En la segunda parte, dedicada por entero a los hábitos de cría, alimentación, reproducción, muerte y resurrección del ave fénix, así como a sus hábitats tradicionales, nos encontramos con el Ryan C. Deer que conocemos y amamos de obras anteriores como El león dormía por la mañana (hasta que lo maté) y El tiranosaurio ya no da sombra, ahora la doy yo. Las referencias a textos persas, asirios, aqueos y protoeslavos abundan –no hay que olvidar que, además de un cazador sin par, Deer es doctor en Lenguas Perdidas por la Flowerlooking of the Hills’ Baptist University-, dando al texto una riqueza y profundidad que no hace sino aumentar el interés del lector, e incitarlo a lanzarse a por la tercera parte, que se extiende por las últimas cincuenta páginas y en la que desde el principio se intuye estará el grueso del esfuerzo creativo y documental del autor.

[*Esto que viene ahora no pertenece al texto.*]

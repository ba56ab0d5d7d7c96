//! Request validation, mirroring what the enrollment form enforces
//! client-side so direct API callers get the same rules.

use crate::error::{ApiError, ApiResult};
use crate::routes::CreateEnrollmentRequest;
use cohort_model::NewEnrollment;

const MAX_NAME: usize = 255;
const MAX_EMAIL: usize = 255;
const MIN_PHONE: usize = 10;
const MAX_PHONE: usize = 20;
const MAX_BACKGROUND: usize = 100;
const MAX_MOTIVATION: usize = 1000;
const MAX_TRANSACTION_ID: usize = 255;

/// Checks a create request field by field and assembles the storable
/// form. `ip_address` and `user_agent` come from request metadata, not
/// the body.
pub fn validate_create(
    req: CreateEnrollmentRequest,
    ip_address: Option<String>,
    user_agent: Option<String>,
) -> ApiResult<NewEnrollment> {
    let name = required_trimmed(req.name, "Name is required")?;
    bounded(&name, MAX_NAME, "Name")?;

    let email = required_trimmed(req.email, "Email is required")?;
    bounded(&email, MAX_EMAIL, "Email")?;
    if !looks_like_email(&email) {
        return Err(ApiError::Validation("Invalid email format".to_string()));
    }

    let phone = required_trimmed(req.phone, "Phone number is required")?;
    if phone.chars().count() < MIN_PHONE {
        return Err(ApiError::Validation(
            "Phone number must be at least 10 digits".to_string(),
        ));
    }
    bounded(&phone, MAX_PHONE, "Phone number")?;

    let kind = req
        .kind
        .ok_or_else(|| ApiError::Validation("Enrollment type is required".to_string()))?;
    let plan = req
        .plan
        .ok_or_else(|| ApiError::Validation("Plan selection is required".to_string()))?;

    let education = optional_bounded(req.education, MAX_BACKGROUND, "Education")?;
    let experience = optional_bounded(req.experience, MAX_BACKGROUND, "Experience")?;
    let motivation = optional_bounded(req.motivation, MAX_MOTIVATION, "Motivation")?;
    let transaction_id =
        optional_bounded(req.transaction_id, MAX_TRANSACTION_ID, "Transaction ID")?;

    Ok(NewEnrollment {
        name,
        email,
        phone,
        education,
        experience,
        motivation,
        kind,
        plan,
        transaction_id,
        source: Some(req.source.unwrap_or_else(|| "direct".to_string())),
        ip_address,
        user_agent,
    })
}

/// Checks the transaction ID supplied on the payment-update call.
pub fn validate_transaction_id(raw: Option<String>) -> ApiResult<String> {
    let id = required_trimmed(raw, "Transaction ID is required")?;
    bounded(&id, MAX_TRANSACTION_ID, "Transaction ID")?;
    Ok(id)
}

fn required_trimmed(value: Option<String>, missing_msg: &str) -> ApiResult<String> {
    match value {
        Some(v) => {
            let trimmed = v.trim();
            if trimmed.is_empty() {
                Err(ApiError::Validation(missing_msg.to_string()))
            } else {
                Ok(trimmed.to_string())
            }
        }
        None => Err(ApiError::Validation(missing_msg.to_string())),
    }
}

fn bounded(value: &str, max: usize, field: &str) -> ApiResult<()> {
    if value.chars().count() > max {
        return Err(ApiError::Validation(format!(
            "{field} must be at most {max} characters"
        )));
    }
    Ok(())
}

fn optional_bounded(
    value: Option<String>,
    max: usize,
    field: &str,
) -> ApiResult<Option<String>> {
    match value {
        Some(v) => {
            let trimmed = v.trim();
            if trimmed.is_empty() {
                return Ok(None);
            }
            bounded(trimmed, max, field)?;
            Ok(Some(trimmed.to_string()))
        }
        None => Ok(None),
    }
}

/// Deliberately loose: one `@`, something on both sides, a dot in the
/// domain, no whitespace. Real deliverability is the mail provider's
/// problem.
fn looks_like_email(value: &str) -> bool {
    if value.contains(char::is_whitespace) {
        return false;
    }
    let Some((local, domain)) = value.split_once('@') else {
        return false;
    };
    !local.is_empty()
        && domain.contains('.')
        && !domain.starts_with('.')
        && !domain.ends_with('.')
}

Al lector que haya creído que lo mejor estaba por llegar no le habrá engañado el olfato, pues la última sección es, si me permite la expresión, una auténtica orgía para los sentidos -¿no están acaso destinadas al disfrute de estos todas las orgías?- en la que Deer echa el resto: los relatos de cacerías mitológicas protagonizadas por los descendientes de Salomón, obtenidos de versiones prohibidas de la Biblia, se mezclan con las únicas pruebas de arte figurativo musulmán conocidas, presentadas aquí en exclusiva por el autor como si tal cosa, sin prestar atención a su importancia teológica o artística. Pues Deer, como los animales a los que caza, ha olido sangre, y su instinto de cazador le lleva –nos lleva- sin pausa, frenéticamente, hacia su presa: haciendo a un lado las ramas de la cultura, el arte y la civilización, nos precipitamos hacia las profundidades de la selva, trepamos cumbres y cruzamos desiertos, siguiendo al que sigue la pista de la presa más elusiva de todas. Pues estamos asistiendo al relato fidedigno de la persecución de Ryan C. Deer, el Cazador, tras el ave fénix, a lo largo y ancho de décadas y continentes, sin reparar en gastos ni objeciones de tipo político o moral. Y, finalmente, en un clímax que ni el mejor de los thrillers podría conseguir, asistimos al enfrentamiento final entre el Hombre y el Mito. El duelo en el que el primero podría convertirse en el segundo. Porque lo que Deer persigue, ambicioso y tenaz cazador como es, no es otra cosa que la Inmortalidad, el secreto del cual el fénix es custodio. Y, con lágrimas en los ojos, pues es imposible mantener la serenidad y el distanciamiento crítico al llegar al final de este drama, asistimos al choque de voluntades, y a través de los ojos y la afilada pluma del depredador entendemos por fin a nuestro rival. Y le perdonamos.
Así, con este gesto magnánimo, con esta generosidad tan humana y a la vez divina, Ryan C. Deer alcanza, en el preciso momento de dejarla escapar, la inmortalidad.